══ Input data

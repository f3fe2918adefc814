//! Configuration, paths, and logging setup shared by the StudyHub crates.

mod config;
mod error;
mod logging;
mod paths;

pub use config::{
    Config, DEFAULT_KEYRING_SERVICE, DEFAULT_LOG_LEVEL, DEFAULT_REFRESH_LEEWAY_SECS,
    DEFAULT_REQUEST_TIMEOUT_SECS, DEFAULT_SUPABASE_PUBLISHABLE_KEY, DEFAULT_SUPABASE_URL,
};
pub use error::{CoreError, CoreResult};
pub use logging::{init_logging, parse_level};
pub use paths::Paths;
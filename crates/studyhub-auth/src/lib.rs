//! Session and credential lifecycle for StudyHub clients.
//!
//! This crate provides:
//! - An explicit FSM-based auth state (`Loading`, `Unauthenticated`, `Authenticated`)
//! - Session management mirrored to a secure credential store
//! - Single-flight credential refresh
//! - Reconciliation of launch restore with provider-pushed auth events
//! - A Supabase Auth (GoTrue) identity provider client

mod auth_fsm;
mod bridge;
mod error;
mod provider;
mod refresh;
mod runtime;
mod session;
mod supabase_client;
mod types;

#[cfg(test)]
mod tests;

pub use auth_fsm::auth_machine;
pub use auth_fsm::{AuthMachine, AuthMachineInput, AuthMachineState};
pub use bridge::EventBridge;
pub use error::{AuthError, AuthResult};
pub use provider::IdentityProvider;
pub use refresh::RefreshCoordinator;
pub use runtime::AuthRuntime;
pub use session::{SessionManager, DEFAULT_REFRESH_LEEWAY};
pub use supabase_client::SupabaseAuthClient;
pub use types::{AuthSnapshot, AuthState, Principal, ProviderEvent, ProviderResponse, Session, User};
//! Session state machine.
//!
//! `SessionManager` owns the current session and the FSM that classifies it.
//! Every change goes through [`SessionManager::commit`], which applies the
//! FSM input, swaps the session, mirrors the credential store and publishes
//! the resulting [`AuthState`] while holding a single lock, so consumers
//! never observe a state that the store does not reflect.

use crate::auth_fsm::{AuthMachine, AuthMachineInput, AuthMachineState};
use crate::{AuthError, AuthResult, AuthSnapshot, AuthState, Session};
use std::sync::{Mutex, MutexGuard};
use std::time::Duration;
use studyhub_storage::{CredentialPair, CredentialStore};
use tokio::sync::watch;
use tracing::{debug, info, warn};

/// Default freshness margin for cached access credentials.
pub const DEFAULT_REFRESH_LEEWAY: Duration = Duration::from_secs(60);

/// Outcome of a commit.
#[derive(Debug, Clone, PartialEq)]
pub(crate) enum Commit {
    /// The transition was applied; carries the published state.
    Applied(AuthState),
    /// The caller's view was outdated and nothing changed.
    Stale,
}

struct SessionInner {
    fsm: AuthMachine,
    session: Option<Session>,
    /// Bumped on every applied commit.
    epoch: u64,
}

/// Single owner of the in-memory session and its auth state.
pub struct SessionManager {
    credentials: CredentialStore,
    inner: Mutex<SessionInner>,
    state_tx: watch::Sender<AuthState>,
    refresh_leeway: Duration,
}

impl SessionManager {
    /// Create a manager in the `Loading` state.
    pub fn new(credentials: CredentialStore) -> Self {
        let (state_tx, _) = watch::channel(AuthState::Loading);

        Self {
            credentials,
            inner: Mutex::new(SessionInner {
                fsm: AuthMachine::new(),
                session: None,
                epoch: 0,
            }),
            state_tx,
            refresh_leeway: DEFAULT_REFRESH_LEEWAY,
        }
    }

    /// Treat access credentials expiring within `leeway` as stale.
    pub fn with_refresh_leeway(mut self, leeway: Duration) -> Self {
        self.refresh_leeway = leeway;
        self
    }

    /// Current auth state.
    pub fn current(&self) -> AuthState {
        self.state_tx.borrow().clone()
    }

    /// Subscribe to auth state changes. The receiver starts at the current value.
    pub fn subscribe(&self) -> watch::Receiver<AuthState> {
        self.state_tx.subscribe()
    }

    /// The current session, if any.
    pub fn session(&self) -> Option<Session> {
        self.lock().session.clone()
    }

    /// Whether a session is held.
    pub fn has_session(&self) -> bool {
        self.lock().session.is_some()
    }

    /// The cached access credential, if it is not within the refresh leeway of expiry.
    pub fn fresh_access_token(&self) -> Option<String> {
        let inner = self.lock();
        inner
            .session
            .as_ref()
            .filter(|s| !s.is_expired_within(self.refresh_leeway))
            .map(|s| s.access_token().to_string())
    }

    /// Status snapshot for reporting.
    pub fn snapshot(&self) -> AuthSnapshot {
        let inner = self.lock();
        let state = Self::derive_state(&inner);
        let user = inner.session.as_ref().and_then(Session::user);

        AuthSnapshot {
            user_id: user.map(|u| u.id.clone()),
            email: user.and_then(|u| u.email.clone()),
            expires_at: inner.session.as_ref().and_then(Session::expires_at),
            state,
        }
    }

    pub(crate) fn epoch(&self) -> u64 {
        self.lock().epoch
    }

    /// Refresh credential to use for the next refresh: the held session's,
    /// otherwise the stored one. Store failures read as absent.
    pub(crate) fn refresh_credential(&self) -> Option<String> {
        if let Some(session) = self.lock().session.as_ref() {
            return Some(session.refresh_token().to_string());
        }

        match self.credentials.refresh_credential() {
            Ok(token) => token,
            Err(e) => {
                warn!(error = %e, "Failed to read refresh credential, treating store as empty");
                None
            }
        }
    }

    /// Stored credential pair. Store failures read as absent.
    pub(crate) fn stored_pair(&self) -> Option<CredentialPair> {
        match self.credentials.load_pair() {
            Ok(pair) => pair,
            Err(e) => {
                warn!(error = %e, "Failed to read stored credentials, treating store as empty");
                None
            }
        }
    }

    /// Apply a transition that installs `session`.
    pub(crate) fn install(
        &self,
        input: AuthMachineInput,
        session: Session,
        expected_epoch: Option<u64>,
    ) -> AuthResult<Commit> {
        self.commit(input, Some(session), expected_epoch)
    }

    /// Apply a transition that drops the session.
    pub(crate) fn clear(
        &self,
        input: AuthMachineInput,
        expected_epoch: Option<u64>,
    ) -> AuthResult<Commit> {
        self.commit(input, None, expected_epoch)
    }

    /// Sign out on behalf of a provider event; no-op when no session is held.
    pub(crate) fn clear_if_active(&self) -> AuthResult<Commit> {
        let mut inner = self.lock();
        if inner.session.is_none() {
            debug!(state = ?inner.fsm.state(), "Sign-out event with no session, ignoring");
            return Ok(Commit::Stale);
        }
        self.apply(&mut inner, AuthMachineInput::SignOut, None)
            .map(Commit::Applied)
    }

    /// The single mutation entry point.
    ///
    /// With `expected_epoch` set, the commit only applies if no other commit
    /// happened since the caller read that epoch.
    fn commit(
        &self,
        input: AuthMachineInput,
        next: Option<Session>,
        expected_epoch: Option<u64>,
    ) -> AuthResult<Commit> {
        let mut inner = self.lock();

        if let Some(expected) = expected_epoch {
            if expected != inner.epoch {
                debug!(
                    input = ?input,
                    expected_epoch = expected,
                    current_epoch = inner.epoch,
                    "Discarding outdated auth outcome"
                );
                return Ok(Commit::Stale);
            }
        }

        self.apply(&mut inner, input, next).map(Commit::Applied)
    }

    fn apply(
        &self,
        inner: &mut SessionInner,
        input: AuthMachineInput,
        next: Option<Session>,
    ) -> AuthResult<AuthState> {
        debug_assert_eq!(input.installs_session(), next.is_some());

        let old_state = inner.fsm.state().clone();
        inner.fsm.consume(&input).map_err(|_| {
            AuthError::InvalidStateTransition(format!(
                "Cannot apply {:?} in state {:?}",
                input, old_state
            ))
        })?;

        inner.session = next;
        inner.epoch += 1;
        self.mirror(inner.session.as_ref());

        let new_state = Self::derive_state(inner);
        if old_state != *inner.fsm.state() {
            info!(
                old_state = ?old_state,
                new_state = ?inner.fsm.state(),
                input = ?input,
                "Auth state transition"
            );
        }

        self.state_tx.send_if_modified(|current| {
            if *current == new_state {
                false
            } else {
                *current = new_state.clone();
                true
            }
        });

        Ok(new_state)
    }

    /// Best-effort write-through of the credential pair.
    fn mirror(&self, session: Option<&Session>) {
        let result = match session {
            Some(session) => self
                .credentials
                .save_pair(session.access_token(), session.refresh_token()),
            None => self.credentials.clear(),
        };

        if let Err(e) = result {
            warn!(
                error = %e,
                persisting = session.is_some(),
                "Credential store mirror failed, continuing with in-memory state"
            );
        }
    }

    fn derive_state(inner: &SessionInner) -> AuthState {
        match inner.fsm.state() {
            AuthMachineState::Loading => AuthState::Loading,
            AuthMachineState::Unauthenticated => AuthState::Unauthenticated,
            AuthMachineState::Authenticated => inner
                .session
                .as_ref()
                .map(|s| AuthState::Authenticated(s.principal()))
                .unwrap_or(AuthState::Unauthenticated),
        }
    }

    fn lock(&self) -> MutexGuard<'_, SessionInner> {
        self.inner
            .lock()
            .unwrap_or_else(|poisoned| poisoned.into_inner())
    }
}

#[cfg(test)]
mod tests {
    use super::*;
    use crate::tests::harness::{failing_store, memory_store, session_for};
    use crate::{Principal, User};
    use chrono::Utc;

    #[test]
    fn test_starts_loading() {
        let (store, _) = memory_store();
        let manager = SessionManager::new(store);

        assert_eq!(manager.current(), AuthState::Loading);
        assert!(!manager.has_session());
        assert!(manager.fresh_access_token().is_none());
    }

    #[test]
    fn test_install_mirrors_store_and_publishes() {
        let (store, probe) = memory_store();
        let manager = SessionManager::new(store);
        let mut rx = manager.subscribe();

        let commit = manager
            .install(AuthMachineInput::SignIn, session_for("u1", "a1", "r1"), None)
            .unwrap();

        let expected = AuthState::Authenticated(Principal::User(User::new("u1")));
        assert_eq!(commit, Commit::Applied(expected.clone()));
        assert_eq!(manager.current(), expected);
        assert!(rx.has_changed().unwrap());
        assert_eq!(*rx.borrow_and_update(), expected);
        assert_eq!(probe.pair(), Some(("a1".to_string(), "r1".to_string())));
    }

    #[test]
    fn test_clear_empties_store() {
        let (store, probe) = memory_store();
        let manager = SessionManager::new(store);
        manager
            .install(AuthMachineInput::SignIn, session_for("u1", "a1", "r1"), None)
            .unwrap();

        manager.clear(AuthMachineInput::SignOut, None).unwrap();

        assert_eq!(manager.current(), AuthState::Unauthenticated);
        assert!(probe.is_empty());
        assert!(manager.session().is_none());
    }

    #[test]
    fn test_stale_epoch_is_discarded() {
        let (store, probe) = memory_store();
        let manager = SessionManager::new(store);
        let epoch = manager.epoch();

        manager
            .install(AuthMachineInput::SignIn, session_for("u1", "a1", "r1"), None)
            .unwrap();

        let commit = manager
            .clear(AuthMachineInput::RefreshFailed, Some(epoch))
            .unwrap();

        assert_eq!(commit, Commit::Stale);
        assert!(manager.current().is_authenticated());
        assert!(probe.pair().is_some());
    }

    #[test]
    fn test_invalid_transition_changes_nothing() {
        let (store, probe) = memory_store();
        let manager = SessionManager::new(store);
        manager
            .install(AuthMachineInput::SignIn, session_for("u1", "a1", "r1"), None)
            .unwrap();
        let epoch = manager.epoch();

        let result = manager.clear(AuthMachineInput::NothingToRestore, None);

        assert!(matches!(result, Err(AuthError::InvalidStateTransition(_))));
        assert_eq!(manager.epoch(), epoch);
        assert!(manager.has_session());
        assert!(probe.pair().is_some());
    }

    #[test]
    fn test_clear_if_active_ignores_empty_state() {
        let (store, _) = memory_store();
        let manager = SessionManager::new(store);

        assert_eq!(manager.clear_if_active().unwrap(), Commit::Stale);
        assert_eq!(manager.current(), AuthState::Loading);
    }

    #[test]
    fn test_store_failure_is_not_fatal() {
        let manager = SessionManager::new(failing_store());

        manager
            .install(AuthMachineInput::SignIn, session_for("u1", "a1", "r1"), None)
            .unwrap();
        assert!(manager.current().is_authenticated());
        assert_eq!(manager.fresh_access_token(), Some("a1".to_string()));

        manager.clear(AuthMachineInput::SignOut, None).unwrap();
        assert_eq!(manager.current(), AuthState::Unauthenticated);
        assert!(manager.refresh_credential().is_none());
    }

    #[test]
    fn test_expiring_token_is_not_fresh() {
        let (store, _) = memory_store();
        let manager = SessionManager::new(store).with_refresh_leeway(Duration::from_secs(60));
        let session = session_for("u1", "a1", "r1")
            .with_expires_at(Utc::now() + chrono::Duration::seconds(10));

        manager
            .install(AuthMachineInput::SignIn, session, None)
            .unwrap();

        assert!(manager.fresh_access_token().is_none());
        assert_eq!(manager.refresh_credential(), Some("r1".to_string()));
    }

    #[test]
    fn test_refresh_credential_falls_back_to_store() {
        let (store, probe) = memory_store();
        probe.seed_refresh("stored-refresh");
        let manager = SessionManager::new(store);

        assert_eq!(
            manager.refresh_credential(),
            Some("stored-refresh".to_string())
        );
    }

    #[test]
    fn test_snapshot_reports_user() {
        let (store, _) = memory_store();
        let manager = SessionManager::new(store);
        manager
            .install(AuthMachineInput::SignIn, session_for("u7", "a", "r"), None)
            .unwrap();

        let snapshot = manager.snapshot();
        assert!(snapshot.state.is_authenticated());
        assert_eq!(snapshot.user_id.as_deref(), Some("u7"));
    }
}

════

* _What to do_: Go through the data and show each line that holds "struct".

* _Your response_:
struct SessionInner {
pub struct SessionManager {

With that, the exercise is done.